See this blog post on suffrage-related activities.

While analyses often revolve around distinct database properties (or categories) in the wikibase, such as spoke at or held position, women’s suffrage-related activities are recorded using a triple instance of (P12) suffrage activity (Q1166) attached to a property; occasionally an organisation is directly recorded as an instance of suffrage activity (eg).

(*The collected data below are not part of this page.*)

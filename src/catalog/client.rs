use std::time::Duration;

use reqwest::blocking::{Client, RequestBuilder, Response};
use reqwest::header::RETRY_AFTER;
use reqwest::StatusCode;
use serde::Deserialize;
use tracing::{debug, warn};

use super::auth::TokenProvider;
use super::{CatalogService, SearchQuery};
use crate::error::CatalogError;
use crate::models::{RawFeatures, SearchPage};
use crate::settings::Settings;

const SEARCH_ENDPOINT: &str = "search";
const FEATURES_ENDPOINT: &str = "audio-features";

#[derive(Deserialize)]
struct SearchResponse {
    #[serde(default)]
    tracks: Option<SearchPage>,
}

#[derive(Deserialize)]
struct FeaturesResponse {
    #[serde(default)]
    audio_features: Vec<Option<RawFeatures>>,
}

/// Retry behaviour for rate-limited or failing requests. `max_retries == 0` disables it.
#[derive(Debug, Clone, Copy)]
pub struct RetryPolicy {
    pub max_retries: u32,
    pub base_backoff: Duration,
}

impl RetryPolicy {
    fn backoff(&self, attempt: u32, retry_after: Option<Duration>) -> Duration {
        retry_after.unwrap_or_else(|| self.base_backoff * 2u32.saturating_pow(attempt))
    }
}

/// Blocking HTTP client for a Spotify-style Web API.
pub struct SpotifyClient {
    http: Client,
    api_base: String,
    auth: TokenProvider,
    retry: RetryPolicy,
}

impl SpotifyClient {
    pub fn from_settings(settings: &Settings) -> anyhow::Result<Self> {
        let credentials = settings.credentials()?;
        let http = Client::builder().timeout(settings.request_timeout()).build()?;

        Ok(Self {
            http,
            api_base: settings.api_base.trim_end_matches('/').to_string(),
            auth: TokenProvider::new(credentials, &settings.token_url),
            retry: RetryPolicy {
                max_retries: settings.max_retries,
                base_backoff: Duration::from_millis(settings.base_backoff_ms),
            },
        })
    }

    fn url(&self, endpoint: &str) -> String {
        format!("{}/{}", self.api_base, endpoint)
    }

    /// Send with a bearer token, retrying per the policy. A 401 refreshes the token once.
    fn send<F>(&self, endpoint: &'static str, build: F) -> Result<Response, CatalogError>
    where
        F: Fn(&Client) -> RequestBuilder,
    {
        let mut attempt = 0;
        let mut reauthenticated = false;
        loop {
            let token = self.auth.bearer(&self.http)?;
            let result = build(&self.http).bearer_auth(token).send();

            let (error, retry_after) = match result {
                Ok(response) if response.status().is_success() => return Ok(response),
                Ok(response) if response.status() == StatusCode::UNAUTHORIZED && !reauthenticated => {
                    debug!(endpoint, "Access token rejected, re-authenticating");
                    self.auth.invalidate();
                    reauthenticated = true;
                    continue;
                }
                Ok(response) => {
                    let retry_after = retry_after(&response);
                    let status = response.status().as_u16();
                    let body = response.text().unwrap_or_default();
                    (CatalogError::Status { endpoint, status, body }, retry_after)
                }
                Err(e) => (CatalogError::Http(e), None),
            };

            if !error.is_retryable() || attempt >= self.retry.max_retries {
                return Err(error);
            }

            let backoff = self.retry.backoff(attempt, retry_after);
            warn!(
                "{} failed (attempt {}/{}), backing off {:.1}s: {}",
                endpoint,
                attempt + 1,
                self.retry.max_retries,
                backoff.as_secs_f64(),
                error
            );
            std::thread::sleep(backoff);
            attempt += 1;
        }
    }
}

fn retry_after(response: &Response) -> Option<Duration> {
    response
        .headers()
        .get(RETRY_AFTER)?
        .to_str()
        .ok()?
        .trim()
        .parse::<u64>()
        .ok()
        .map(Duration::from_secs)
}

impl CatalogService for SpotifyClient {
    fn search(&self, query: &SearchQuery, limit: usize, offset: usize) -> Result<SearchPage, CatalogError> {
        let url = self.url(SEARCH_ENDPOINT);
        let limit = limit.to_string();
        let offset = offset.to_string();
        let response = self.send(SEARCH_ENDPOINT, |http| {
            http.get(&url).query(&[
                ("q", query.predicate.as_str()),
                ("type", query.result_type.as_str()),
                ("limit", limit.as_str()),
                ("offset", offset.as_str()),
            ])
        })?;

        let body: SearchResponse = response.json()?;
        Ok(body.tracks.unwrap_or_default())
    }

    fn audio_features(&self, ids: &[String]) -> Result<Vec<Option<RawFeatures>>, CatalogError> {
        let url = self.url(FEATURES_ENDPOINT);
        let joined = ids.join(",");
        let response = self.send(FEATURES_ENDPOINT, |http| http.get(&url).query(&[("ids", joined.as_str())]))?;

        let body: FeaturesResponse = response.json()?;
        Ok(body.audio_features)
    }
}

Many properties, especially for public and professional activities (PPAs) potentially could have this information attached. For example, Alice Bertha Gomme was a member of (P67) the Women’s Emancipation Union (Q2711) and the Parliamentary Committee for Women’s Suffrage (Q3808); she also gave money to (P115) the Women’s Social and Political Union (Q746).

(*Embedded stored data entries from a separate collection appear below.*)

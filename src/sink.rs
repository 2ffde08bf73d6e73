use std::io::Write;
use std::path::Path;

use csv::Writer;
use serde_json::Value;
use tracing::info;

use crate::error::PipelineError;
use crate::models::MergedDataset;

/// Write the dataset as CSV, replacing any existing file at `path`.
pub fn write_csv(dataset: &MergedDataset, path: &Path) -> Result<(), PipelineError> {
    let sink_err = |source: csv::Error| PipelineError::Sink {
        path: path.to_path_buf(),
        source,
    };
    let writer = Writer::from_path(path).map_err(sink_err)?;
    write_rows(dataset, writer).map_err(sink_err)?;
    info!(path = %path.display(), rows = dataset.len(), "Wrote dataset");
    Ok(())
}

fn write_rows<W: Write>(dataset: &MergedDataset, mut writer: Writer<W>) -> Result<(), csv::Error> {
    writer.write_record(dataset.header())?;

    let mut record: Vec<String> = Vec::with_capacity(dataset.header().len());
    for row in &dataset.rows {
        record.clear();
        record.push(row.track.artist_name.clone());
        record.push(row.track.track_name.clone());
        record.push(row.track.track_id.clone());
        record.push(row.track.popularity.to_string());
        for column in &dataset.feature_columns {
            record.push(row.features.get(column).map(cell).unwrap_or_default());
        }
        writer.write_record(&record)?;
    }
    writer.flush()?;
    Ok(())
}

fn cell(value: &Value) -> String {
    match value {
        Value::Null => String::new(),
        Value::String(s) => s.clone(),
        other => other.to_string(),
    }
}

So this is a case where I can’t assume a fixed set of properties for a query; I need queries that will look for the P12-Q1166 combination anywhere (including a few cases where it’s not explicitly recorded on a woman’s page but an organisation she’s involved with has that instance of). I also want to get associated information (including dates) in qualifiers and not all of the properties have exactly the same qualifiers, so some flexibility is desirable there as well.

bn_suffrage_sparql <- 
'SELECT distinct ?person ?personLabel ?mainLabel ?subvalLabel ?ofLabel ?date ?s 
   WHERE {  
    ?person bnwdt:P3 bnwd:Q3 . #select women
    FILTER NOT EXISTS {?person bnwdt:P4 bnwd:Q12 .} #filter out project team

    ?person ?p ?s .
        ?s ?sub ?subval .
        ?main wikibase:claim ?p.
        ?main wikibase:statementProperty ?sub.   
  
    # sub_ i/o  some have suffrage activity which will duplicate, filter 
    optional { ?subval bnwdt:P12 ?sub_io . 
                filter not exists { ?subval bnwdt:P12 bnwd:Q1166 . }
              }
             
  # union query
   { # qualifier on the page i/o suffrage activity
       ?s bnpq:P12 bnwd:Q1166.
    }
  union
    { # org in qualifier has i/o suffrage activity.
      ?s ?pq ?qual .
        ?qual bnwdt:P12 bnwd:Q1166 .
    } # /union
  
  optional { ?s bnpq:P78 ?of. }  
  
  optional { 
    # dates.
        ?s ?dpq ?qual_date .   
          ?qual_date wikibase:timeValue ?date .
  }
  SERVICE wikibase:label { 
        bd:serviceParam wikibase:language "[AUTO_LANGUAGE],en,en-gb". 
        }
}
order by ?personLabel ?mainLabel'

bn_suffrage_query <-
  bn_std_query(bn_suffrage_sparql) |>
  make_bn_item_id(person) |>
  make_bn_ids(c(s)) |>
  mutate(across(c(date, mainLabel, subvalLabel, ofLabel), 
                ~na_if(., ""))) |>
  relocate(person, .after = last_col())


# use the ppa_buckets data to add broad categories to activities
bn_suffrage_buckets <-
bn_suffrage_query |>
  left_join(bn_ppa_buckets |> 
              select(ppa, bucket=label), by=c("mainLabel"="ppa")) |>
  mutate(bucket = case_when(
    bucket=="event participation" ~ "events",
    is.na(bucket) & mainLabel=="gave money to" ~ "money", # not in ppa_buckets for some reason
    .default = bucket
  )) |>
  # there's also a `recorded in` which is not relevant. 
  filter(!is.na(bucket))

A look at the BN women who were most involved in suffrage activities:

bn_suffrage_buckets |>
  add_count(bn_id, name="n_bn") |>
  filter(n_bn>1) |>
  count(bn_id, personLabel, bucket, n_bn, sort = T) |>
  mutate(personLabel =fct_reorder(personLabel, n_bn)) |>
  ggplot(aes(n, personLabel, fill=bucket)) +
  geom_col() +
  scale_fill_ptol() +
  labs(y=NULL, x="number of actions", 
       title = "BN women's suffrage activities", 
       caption = "at least 2 actions")

The workflow in practice

See the posts on this blog for examples of data analysis and visualisations using the workflow; the linked Github repository contains the R code for those who’d like to dig further.